- REQUIRED ACTION: Each line of the records is to be copied verbatim.
** RECORDS FOR THIS TASK follows **
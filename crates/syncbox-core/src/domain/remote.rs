//! Server-side view of the synchronized tree

use chrono::{DateTime, Utc};
use serde::{Deserialize, Serialize};

use super::change::{ChangeIdGenerator, ChangeKind, ChangeRecord, Direction};
use super::errors::DomainError;
use super::index_entry::IndexEntry;
use super::newtypes::{ContentHash, RelativePath, ServerUid, SyncCounter};

/// One change the server reports since the last cursor
#[derive(Debug, Clone, PartialEq, Eq, Serialize, Deserialize)]
#[serde(rename_all = "camelCase")]
pub struct RemoteChange {
    pub path: RelativePath,
    #[serde(default)]
    pub previous_path: Option<RelativePath>,
    pub server_uid: ServerUid,
    #[serde(default)]
    pub parent_uid: Option<ServerUid>,
    pub revision: u64,
    #[serde(default)]
    pub content_hash: Option<ContentHash>,
    #[serde(default)]
    pub size: u64,
    pub modified_time: DateTime<Utc>,
    #[serde(default)]
    pub is_folder: bool,
    #[serde(default)]
    pub is_deleted: bool,
}

impl RemoteChange {
    /// Kind of local change this remote change implies
    #[must_use]
    pub fn kind(&self) -> ChangeKind {
        if self.is_deleted {
            ChangeKind::Delete
        } else if self.previous_path.is_some() {
            ChangeKind::Rename
        } else {
            ChangeKind::Modify
        }
    }

    /// Materialize this remote change as a `RemoteToLocal` record
    ///
    /// # Errors
    /// Propagates record validation failures
    pub fn to_change_record(&self, ids: &ChangeIdGenerator) -> Result<ChangeRecord, DomainError> {
        let mut builder =
            ChangeRecord::builder(self.kind(), Direction::RemoteToLocal, self.path.clone())
                .size(self.size)
                .modified_time(self.modified_time)
                .server_revision(self.revision)
                .folder(self.is_folder);
        if let Some(hash) = &self.content_hash {
            builder = builder.content_hash(hash.clone());
        }
        if let (ChangeKind::Rename, Some(prev)) = (self.kind(), &self.previous_path) {
            builder = builder.previous_path(prev.clone());
        }
        builder.build(ids)
    }

    /// Index entry describing the state after this change is applied
    #[must_use]
    pub fn to_index_entry(&self, counter: SyncCounter) -> IndexEntry {
        IndexEntry {
            path: self.path.clone(),
            server_uid: Some(self.server_uid.clone()),
            parent_uid: self.parent_uid.clone(),
            revision: self.revision,
            content_hash: self.content_hash.clone(),
            size: self.size,
            is_folder: self.is_folder,
            is_deleted: self.is_deleted,
            last_sync_counter: counter,
        }
    }
}

/// Batch of remote changes plus the cursor to resume from afterwards
#[derive(Debug, Clone, Default, PartialEq, Eq, Serialize, Deserialize)]
#[serde(rename_all = "camelCase")]
pub struct RemoteChangeSet {
    pub changes: Vec<RemoteChange>,
    /// Opaque server cursor, committed together with the sync counter
    #[serde(default)]
    pub next_cursor: Option<String>,
}

/// Server metadata returned after an upload, folder creation or rename
#[derive(Debug, Clone, PartialEq, Eq, Serialize, Deserialize)]
#[serde(rename_all = "camelCase")]
pub struct RemoteItem {
    pub path: RelativePath,
    pub server_uid: ServerUid,
    #[serde(default)]
    pub parent_uid: Option<ServerUid>,
    pub revision: u64,
    #[serde(default)]
    pub content_hash: Option<ContentHash>,
    #[serde(default)]
    pub size: u64,
    #[serde(default)]
    pub is_folder: bool,
}

impl RemoteItem {
    #[must_use]
    pub fn to_index_entry(&self, counter: SyncCounter) -> IndexEntry {
        IndexEntry {
            path: self.path.clone(),
            server_uid: Some(self.server_uid.clone()),
            parent_uid: self.parent_uid.clone(),
            revision: self.revision,
            content_hash: self.content_hash.clone(),
            size: self.size,
            is_folder: self.is_folder,
            is_deleted: false,
            last_sync_counter: counter,
        }
    }
}
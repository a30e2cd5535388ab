//! Shared test helpers for REST integration tests
//!
//! Each helper starts a wiremock server and returns clients pointing at it.

use std::time::Duration;

use syncbox_core::domain::{Credentials, DeviceId, SyncboxId};
use syncbox_core::ports::{HttpMethod, HttpRequest, RestSettings};
use syncbox_rest::{HttpClient, RestRemoteStore};
use url::Url;
use wiremock::MockServer;

pub const DEVICE: &str = "laptop-01";

pub fn settings() -> RestSettings {
    RestSettings {
        device_id: DeviceId::new(DEVICE).unwrap(),
        user_agent: "syncbox-tests".to_string(),
    }
}

pub fn credentials() -> Credentials {
    Credentials::new("app-key", "app-secret")
}

/// A GET request against `server` with a short timeout
pub fn get(server: &MockServer, path: &str) -> HttpRequest {
    HttpRequest {
        body: None,
        base_url: Url::parse(&server.uri()).unwrap(),
        path: path.to_string(),
        method: HttpMethod::Get,
        timeout: Duration::from_secs(5),
        transfer: None,
        accepted_status: Vec::new(),
        settings: settings(),
        credentials: credentials(),
        syncbox_id: Some(SyncboxId::new(42)),
    }
}

pub async fn setup_store() -> (MockServer, RestRemoteStore<HttpClient>) {
    let server = MockServer::start().await;
    let store = RestRemoteStore::new(
        HttpClient::new().unwrap(),
        Url::parse(&server.uri()).unwrap(),
        settings(),
        credentials(),
        SyncboxId::new(42),
        Duration::from_secs(5),
    );
    (server, store)
}

pub fn item_json(path: &str, uid: &str, revision: u64) -> serde_json::Value {
    serde_json::json!({
        "path": path,
        "serverUid": uid,
        "revision": revision,
        "size": 5,
        "isFolder": false
    })
}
** End of RECORDS FOR THIS TASK **
- TASK OUTPUT:
filename crates/syncbox-core/src/domain/remote.rs
//! Server-side view of the synchronized tree

use chrono::{DateTime, Utc};
use serde::{Deserialize, Serialize};

use super::change::{ChangeIdGenerator, ChangeKind, ChangeRecord, Direction};
use super::errors::DomainError;
use super::index_entry::IndexEntry;
use super::newtypes::{ContentHash, RelativePath, ServerUid, SyncCounter};

/// One change the server reports since the last cursor
#[derive(Debug, Clone, PartialEq, Eq, Serialize, Deserialize)]
#[serde(rename_all = "camelCase")]
pub struct RemoteChange {
    pub path: RelativePath,
    #[serde(default)]
    pub previous_path: Option<RelativePath>,
    pub server_uid: ServerUid,
    #[serde(default)]
    pub parent_uid: Option<ServerUid>,
    pub revision: u64,
    #[serde(default)]
    pub content_hash: Option<ContentHash>,
    #[serde(default)]
    pub size: u64,
    pub modified_time: DateTime<Utc>,
    #[serde(default)]
    pub is_folder: bool,
    #[serde(default)]
    pub is_deleted: bool,
}

impl RemoteChange {
    /// Kind of local change this remote change implies
    #[must_use]
    pub fn kind(&self) -> ChangeKind {
        if self.is_deleted {
            ChangeKind::Delete
        } else if self.previous_path.is_some() {
            ChangeKind::Rename
        } else {
            ChangeKind::Modify
        }
    }

    /// Materialize this remote change as a `RemoteToLocal` record
    ///
    /// # Errors
    /// Propagates record validation failures
    pub fn to_change_record(&self, ids: &ChangeIdGenerator) -> Result<ChangeRecord, DomainError> {
        let mut builder =
            ChangeRecord::builder(self.kind(), Direction::RemoteToLocal, self.path.clone())
                .size(self.size)
                .modified_time(self.modified_time)
                .server_revision(self.revision)
                .folder(self.is_folder);
        if let Some(hash) = &self.content_hash {
            builder = builder.content_hash(hash.clone());
        }
        if let (ChangeKind::Rename, Some(prev)) = (self.kind(), &self.previous_path) {
            builder = builder.previous_path(prev.clone());
        }
        builder.build(ids)
    }

    /// Index entry describing the state after this change is applied
    #[must_use]
    pub fn to_index_entry(&self, counter: SyncCounter) -> IndexEntry {
        IndexEntry {
            path: self.path.clone(),
            server_uid: Some(self.server_uid.clone()),
            parent_uid: self.parent_uid.clone(),
            revision: self.revision,
            content_hash: self.content_hash.clone(),
            size: self.size,
            is_folder: self.is_folder,
            is_deleted: self.is_deleted,
            last_sync_counter: counter,
        }
    }
}

/// Batch of remote changes plus the cursor to resume from afterwards
#[derive(Debug, Clone, Default, PartialEq, Eq, Serialize, Deserialize)]
#[serde(rename_all = "camelCase")]
pub struct RemoteChangeSet {
    pub changes: Vec<RemoteChange>,
    /// Opaque server cursor, committed together with the sync counter
    #[serde(default)]
    pub next_cursor: Option<String>,
}

/// Server metadata returned after an upload, folder creation or rename
#[derive(Debug, Clone, PartialEq, Eq, Serialize, Deserialize)]
#[serde(rename_all = "camelCase")]
pub struct RemoteItem {
    pub path: RelativePath,
    pub server_uid: ServerUid,
    #[serde(default)]
    pub parent_uid: Option<ServerUid>,
    pub revision: u64,
    #[serde(default)]
    pub content_hash: Option<ContentHash>,
    #[serde(default)]
    pub size: u64,
    #[serde(default)]
    pub is_folder: bool,
}

impl RemoteItem {
    #[must_use]
    pub fn to_index_entry(&self, counter: SyncCounter) -> IndexEntry {
        IndexEntry {
            path: self.path.clone(),
            server_uid: Some(self.server_uid.clone()),
            parent_uid: self.parent_uid.clone(),
            revision: self.revision,
            content_hash: self.content_hash.clone(),
            size: self.size,
            is_folder: self.is_folder,
            is_deleted: false,
            last_sync_counter: counter,
        }
    }
}
repository a30e2cd5535388ab
//! Shared test helpers for REST integration tests
//!
//! Each helper starts a wiremock server and returns clients pointing at it.

use std::time::Duration;

use syncbox_core::domain::{Credentials, DeviceId, SyncboxId};
use syncbox_core::ports::{HttpMethod, HttpRequest, RestSettings};
use syncbox_rest::{HttpClient, RestRemoteStore};
use url::Url;
use wiremock::MockServer;

pub const DEVICE: &str = "laptop-01";

pub fn settings() -> RestSettings {
    RestSettings {
        device_id: DeviceId::new(DEVICE).unwrap(),
        user_agent: "syncbox-tests".to_string(),
    }
}

pub fn credentials() -> Credentials {
    Credentials::new("app-key", "app-secret")
}

/// A GET request against `server` with a short timeout
pub fn get(server: &MockServer, path: &str) -> HttpRequest {
    HttpRequest {
        body: None,
        base_url: Url::parse(&server.uri()).unwrap(),
        path: path.to_string(),
        method: HttpMethod::Get,
        timeout: Duration::from_secs(5),
        transfer: None,
        accepted_status: Vec::new(),
        settings: settings(),
        credentials: credentials(),
        syncbox_id: Some(SyncboxId::new(42)),
    }
}

pub async fn setup_store() -> (MockServer, RestRemoteStore<HttpClient>) {
    let server = MockServer::start().await;
    let store = RestRemoteStore::new(
        HttpClient::new().unwrap(),
        Url::parse(&server.uri()).unwrap(),
        settings(),
        credentials(),
        SyncboxId::new(42),
        Duration::from_secs(5),
    );
    (server, store)
}

pub fn item_json(path: &str, uid: &str, revision: u64) -> serde_json::Value {
    serde_json::json!({
        "path": path,
        "serverUid": uid,
        "revision": revision,
        "size": 5,
        "isFolder": false
    })
}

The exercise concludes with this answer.